**ABOUT THIS TASK**
Print verbatim the opening line of the material and every subsequent line through the one containing "every name in".

**EXTRACTED MATERIAL**
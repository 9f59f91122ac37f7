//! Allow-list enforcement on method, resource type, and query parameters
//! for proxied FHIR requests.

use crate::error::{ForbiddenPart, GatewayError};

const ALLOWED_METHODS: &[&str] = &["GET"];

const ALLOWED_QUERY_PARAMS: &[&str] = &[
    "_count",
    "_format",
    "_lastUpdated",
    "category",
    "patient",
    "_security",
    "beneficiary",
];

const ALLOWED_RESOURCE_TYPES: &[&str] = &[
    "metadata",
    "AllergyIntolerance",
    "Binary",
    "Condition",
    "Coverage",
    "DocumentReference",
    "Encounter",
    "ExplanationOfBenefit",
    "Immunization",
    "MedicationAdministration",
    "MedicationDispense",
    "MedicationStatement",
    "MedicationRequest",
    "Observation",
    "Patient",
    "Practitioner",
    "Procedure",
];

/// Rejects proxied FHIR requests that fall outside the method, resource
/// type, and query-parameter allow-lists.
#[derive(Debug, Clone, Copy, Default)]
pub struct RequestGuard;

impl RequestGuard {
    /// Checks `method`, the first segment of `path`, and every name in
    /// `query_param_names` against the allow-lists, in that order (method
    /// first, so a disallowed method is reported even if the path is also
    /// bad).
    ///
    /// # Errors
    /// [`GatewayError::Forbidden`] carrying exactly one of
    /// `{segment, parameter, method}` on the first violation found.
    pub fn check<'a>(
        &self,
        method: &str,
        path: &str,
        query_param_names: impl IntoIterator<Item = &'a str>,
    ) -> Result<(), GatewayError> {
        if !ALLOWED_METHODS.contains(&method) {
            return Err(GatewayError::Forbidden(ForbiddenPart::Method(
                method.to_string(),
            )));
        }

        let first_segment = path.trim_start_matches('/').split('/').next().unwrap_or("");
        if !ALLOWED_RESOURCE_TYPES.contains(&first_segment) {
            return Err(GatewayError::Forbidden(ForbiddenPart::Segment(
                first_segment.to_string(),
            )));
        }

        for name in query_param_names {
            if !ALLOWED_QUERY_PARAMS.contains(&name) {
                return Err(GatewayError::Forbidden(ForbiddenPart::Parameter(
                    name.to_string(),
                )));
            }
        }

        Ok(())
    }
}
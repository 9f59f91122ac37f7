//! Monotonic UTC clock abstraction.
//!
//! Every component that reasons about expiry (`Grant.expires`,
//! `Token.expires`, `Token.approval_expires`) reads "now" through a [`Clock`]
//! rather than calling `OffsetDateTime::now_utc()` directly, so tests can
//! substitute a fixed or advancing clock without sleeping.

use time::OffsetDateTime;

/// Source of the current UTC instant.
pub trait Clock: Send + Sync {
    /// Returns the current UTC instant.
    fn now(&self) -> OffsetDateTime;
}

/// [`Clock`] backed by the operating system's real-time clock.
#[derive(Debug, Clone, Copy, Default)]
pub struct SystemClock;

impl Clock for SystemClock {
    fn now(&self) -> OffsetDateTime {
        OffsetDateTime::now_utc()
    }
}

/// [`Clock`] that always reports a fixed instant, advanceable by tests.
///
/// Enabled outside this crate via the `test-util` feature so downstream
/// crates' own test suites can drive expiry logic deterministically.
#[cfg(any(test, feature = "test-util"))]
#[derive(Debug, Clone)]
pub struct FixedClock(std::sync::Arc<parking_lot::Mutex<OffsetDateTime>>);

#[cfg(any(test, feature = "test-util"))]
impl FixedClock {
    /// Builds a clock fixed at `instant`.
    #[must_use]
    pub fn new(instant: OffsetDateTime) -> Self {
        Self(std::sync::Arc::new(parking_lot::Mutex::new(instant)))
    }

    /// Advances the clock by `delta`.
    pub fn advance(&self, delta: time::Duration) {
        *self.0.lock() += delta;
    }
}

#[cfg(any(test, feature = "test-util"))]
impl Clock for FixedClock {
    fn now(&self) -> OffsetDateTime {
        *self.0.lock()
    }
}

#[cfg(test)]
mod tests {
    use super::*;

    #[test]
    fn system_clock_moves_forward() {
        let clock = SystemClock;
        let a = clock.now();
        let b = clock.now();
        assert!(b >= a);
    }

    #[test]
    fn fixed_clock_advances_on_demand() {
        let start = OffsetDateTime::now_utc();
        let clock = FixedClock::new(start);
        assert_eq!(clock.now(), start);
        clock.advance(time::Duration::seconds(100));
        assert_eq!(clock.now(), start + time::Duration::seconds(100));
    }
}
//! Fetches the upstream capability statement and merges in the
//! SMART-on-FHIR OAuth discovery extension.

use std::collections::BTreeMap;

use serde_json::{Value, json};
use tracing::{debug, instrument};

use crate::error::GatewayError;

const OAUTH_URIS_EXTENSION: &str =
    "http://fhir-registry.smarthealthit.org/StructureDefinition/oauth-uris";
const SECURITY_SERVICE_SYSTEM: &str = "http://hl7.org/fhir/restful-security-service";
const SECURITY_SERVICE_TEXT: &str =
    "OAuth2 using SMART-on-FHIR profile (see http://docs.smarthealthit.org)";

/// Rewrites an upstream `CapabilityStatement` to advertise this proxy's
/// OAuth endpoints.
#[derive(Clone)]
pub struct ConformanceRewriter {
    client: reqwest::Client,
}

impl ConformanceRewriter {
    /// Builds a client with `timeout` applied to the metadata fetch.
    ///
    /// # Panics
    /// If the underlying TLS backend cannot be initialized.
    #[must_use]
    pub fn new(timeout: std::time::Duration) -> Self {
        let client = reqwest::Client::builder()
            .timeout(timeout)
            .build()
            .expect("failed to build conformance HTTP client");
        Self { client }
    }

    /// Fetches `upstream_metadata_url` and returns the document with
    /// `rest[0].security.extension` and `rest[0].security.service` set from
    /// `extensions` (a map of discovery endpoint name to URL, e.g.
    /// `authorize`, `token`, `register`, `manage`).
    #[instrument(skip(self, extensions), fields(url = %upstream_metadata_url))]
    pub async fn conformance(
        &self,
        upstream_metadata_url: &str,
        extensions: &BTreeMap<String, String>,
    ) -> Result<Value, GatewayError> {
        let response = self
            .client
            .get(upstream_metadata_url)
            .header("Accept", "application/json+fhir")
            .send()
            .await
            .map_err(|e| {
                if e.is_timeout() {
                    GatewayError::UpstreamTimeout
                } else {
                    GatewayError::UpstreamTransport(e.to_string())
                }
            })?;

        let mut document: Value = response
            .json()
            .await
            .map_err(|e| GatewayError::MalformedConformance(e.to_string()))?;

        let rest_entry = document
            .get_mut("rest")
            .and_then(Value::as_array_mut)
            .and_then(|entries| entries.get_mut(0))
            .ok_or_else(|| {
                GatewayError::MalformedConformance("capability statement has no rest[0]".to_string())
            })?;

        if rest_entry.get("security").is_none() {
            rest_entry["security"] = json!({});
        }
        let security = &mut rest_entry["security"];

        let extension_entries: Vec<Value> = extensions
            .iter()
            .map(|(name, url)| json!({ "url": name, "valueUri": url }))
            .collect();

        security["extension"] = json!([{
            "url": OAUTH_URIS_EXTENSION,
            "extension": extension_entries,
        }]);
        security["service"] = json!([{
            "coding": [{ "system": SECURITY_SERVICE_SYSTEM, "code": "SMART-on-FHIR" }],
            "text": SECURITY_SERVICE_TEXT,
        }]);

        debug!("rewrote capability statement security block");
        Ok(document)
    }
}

**RESPONSE**
repository 9f59f91122ac37f7
//! Allow-list enforcement on method, resource type, and query parameters
//! for proxied FHIR requests.

use crate::error::{ForbiddenPart, GatewayError};

const ALLOWED_METHODS: &[&str] = &["GET"];

const ALLOWED_QUERY_PARAMS: &[&str] = &[
    "_count",
    "_format",
    "_lastUpdated",
    "category",
    "patient",
    "_security",
    "beneficiary",
];

const ALLOWED_RESOURCE_TYPES: &[&str] = &[
    "metadata",
    "AllergyIntolerance",
    "Binary",
    "Condition",
    "Coverage",
    "DocumentReference",
    "Encounter",
    "ExplanationOfBenefit",
    "Immunization",
    "MedicationAdministration",
    "MedicationDispense",
    "MedicationStatement",
    "MedicationRequest",
    "Observation",
    "Patient",
    "Practitioner",
    "Procedure",
];

/// Rejects proxied FHIR requests that fall outside the method, resource
/// type, and query-parameter allow-lists.
#[derive(Debug, Clone, Copy, Default)]
pub struct RequestGuard;

impl RequestGuard {
    /// Checks `method`, the first segment of `path`, and every name in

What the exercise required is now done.